For more course tutorials visit NTC 406 Entire Course NTC 406 Week 1 Individual Assignment Network Requirements Analysis Paper NTC 406.
Lecture 1 Book: Hadoop in Action by Chuck Lam Online course – “Cloud Computing Concepts” lecture notes by Indranil Gupta.
CSE 486/586 Distributed Systems Gossiping
CS/CE/TE 6378 Advanced Operating Systems
CS525 Advanced Distributed Systems Spring 2013
CS525 Advanced Distributed Systems Spring 2009
CS 425 / ECE 428 Distributed Systems Fall 2017 Indranil Gupta (Indy)
Ministry of Higher Education
湖南大学-信息科学与工程学院-计算机与科学系
湖南大学-信息科学与工程学院-计算机与科学系
Software Defined Networking (SDN)
Global State and Gossip
CSC 724 Advanced Distributed Systems Introduction
Web: courses.engr.illinois.edu/cs425/
Quasardb Is a Fast, Reliable, and Highly Scalable Application Database, Built on Microsoft Azure and Designed Not to Buckle Under Demand MICROSOFT AZURE.
Web: courses.engr.illinois.edu/cs425/
CS 425 / ECE 428 Distributed Systems Fall 2018 Indranil Gupta (Indy)
Presentation transcript:

1 CS525 Advanced Distributed Systems Spring 2015 Indranil Gupta (Indy) Lecture 1 January 20, 2015 All Slides © IG

2 What is a Distributed System? (examples) The InternetGnutella peer to peer system Datacenter/Cloud A Sensor Network

3 Can you name some examples of Operating Systems?

4 … Linux WinXP Vista Unix FreeBSD Mac OSX 2K Aegis Scout Hydra Mach SPIN OS/2 Express Flux Hope Spring AntaresOS EOS LOS SQOS LittleOS TINOS PalmOS WinCE TinyOS …

5 What is an Operating System?

6 User interface to hardware (device driver) Provides abstractions (processes, file system) Resource manager (scheduler) Means of communication (networking) …

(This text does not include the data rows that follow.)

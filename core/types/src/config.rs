use serde::{Deserialize, Serialize};
use crate::error::LintError;
use crate::lint::LintOptions;

#[derive(Debug, Clone, PartialEq, Serialize, Deserialize)]
pub struct Config {
    pub options: LintOptions,
    #[serde(default = "default_normalize_crlf")]
    pub normalize_crlf: bool,
}

fn default_normalize_crlf() -> bool {
    true
}

impl Default for Config {
    fn default() -> Self {
        Self {
            options: LintOptions::default(),
            normalize_crlf: default_normalize_crlf(),
        }
    }
}

impl Config {
    pub fn validate(&self) -> Result<(), LintError> {
        if self.options.pipeline.is_empty() {
            return Err(LintError::Config {
                message: "pipeline must contain at least one lint".to_string(),
            });
        }
        Ok(())
    }
}
use std::fmt;
use std::str::FromStr;
use serde::{Deserialize, Serialize};
use crate::error::LintError;

#[derive(Debug, Clone, Copy, PartialEq, Eq, Hash, Serialize, Deserialize)]
#[serde(rename_all = "kebab-case")]
pub enum LintKind {
    DeleteEndSpaces,
    InsertIndent,
    InsertSpaceAfterMarks,
    DeleteSpacesBeforeOpeningBracket,
    DeletePunctuationsBeforeClosingBracket,
    WidenHalfWidth,
}

impl LintKind {
    pub const ALL: [LintKind; 6] = [
        LintKind::DeleteEndSpaces,
        LintKind::InsertIndent,
        LintKind::InsertSpaceAfterMarks,
        LintKind::DeleteSpacesBeforeOpeningBracket,
        LintKind::DeletePunctuationsBeforeClosingBracket,
        LintKind::WidenHalfWidth,
    ];

    pub fn name(&self) -> &'static str {
        match self {
            LintKind::DeleteEndSpaces => "delete-end-spaces",
            LintKind::InsertIndent => "insert-indent",
            LintKind::InsertSpaceAfterMarks => "insert-space-after-marks",
            LintKind::DeleteSpacesBeforeOpeningBracket => "delete-spaces-before-opening-bracket",
            LintKind::DeletePunctuationsBeforeClosingBracket => "delete-punctuations-before-closing-bracket",
            LintKind::WidenHalfWidth => "widen-half-width",
        }
    }

    pub fn description(&self) -> &'static str {
        match self {
            LintKind::DeleteEndSpaces => "段落末の全角スペースを削除する",
            LintKind::InsertIndent => "地の文の段落頭に全角スペースで字下げする",
            LintKind::InsertSpaceAfterMarks => "感嘆符・疑問符の後に全角スペースを入れる",
            LintKind::DeleteSpacesBeforeOpeningBracket => "開き括弧の前のスペースを削除する",
            LintKind::DeletePunctuationsBeforeClosingBracket => "閉じ括弧の前の句読点を削除する",
            LintKind::WidenHalfWidth => "半角文字を全角に変換する",
        }
    }

    /// Whether the lint consults `LintOptions::consider_dashes`.
    pub fn uses_dashes(&self) -> bool {
        matches!(
            self,
            LintKind::InsertIndent | LintKind::DeleteSpacesBeforeOpeningBracket
        )
    }
}

impl fmt::Display for LintKind {
    fn fmt(&self, f: &mut fmt::Formatter<'_>) -> fmt::Result {
        f.write_str(self.name())
    }
}

impl FromStr for LintKind {
    type Err = LintError;

    fn from_str(s: &str) -> Result<Self, Self::Err> {
        let name = s.trim();
        LintKind::ALL
            .iter()
            .copied()
            .find(|kind| kind.name() == name)
            .ok_or_else(|| LintError::UnknownLint {
                name: name.to_string(),
            })
    }
}

#[derive(Debug, Clone, PartialEq, Serialize, Deserialize)]
pub struct LintOptions {
    /// ダッシュ（―）を会話文の開始・開き括弧と同様に扱う
    pub consider_dashes: bool,
    pub pipeline: Vec<LintKind>,
}

impl Default for LintOptions {
    fn default() -> Self {
        Self {
            consider_dashes: true,
            pipeline: Self::default_pipeline(),
        }
    }
}

impl LintOptions {
    fn default_pipeline() -> Vec<LintKind> {
        vec![
            LintKind::DeletePunctuationsBeforeClosingBracket,
            LintKind::InsertSpaceAfterMarks,
            LintKind::DeleteSpacesBeforeOpeningBracket,
            LintKind::DeleteEndSpaces,
            LintKind::InsertIndent,
        ]
    }

    pub fn with_pipeline(mut self, pipeline: Vec<LintKind>) -> Self {
        self.pipeline = pipeline;
        self
    }

    pub fn ignore_dashes(mut self) -> Self {
        self.consider_dashes = false;
        self
    }
}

7 FOLDOC definition The low-level software which handles the interface to peripheral hardware, schedules tasks, allocates storage, and presents a default interface to the user when no application program is running. The OS may be split into a kernel which is always present and various system programs which use facilities provided by the kernel to perform higher-level house-keeping tasks, often acting as servers in a client-server relationship. Some would include a graphical user interface and window system as part of the OS, others would not. The operating system loader, BIOS, or other firmware required at boot time or when installing the operating system would generally not be considered part of the operating system, though this distinction is unclear in the case of a roamable operating system such as RISC OS. The facilities an operating system provides and its general design philosophy exert an extremely strong influence on programming style and on the technical cultures that grow up around the machines on which it runs.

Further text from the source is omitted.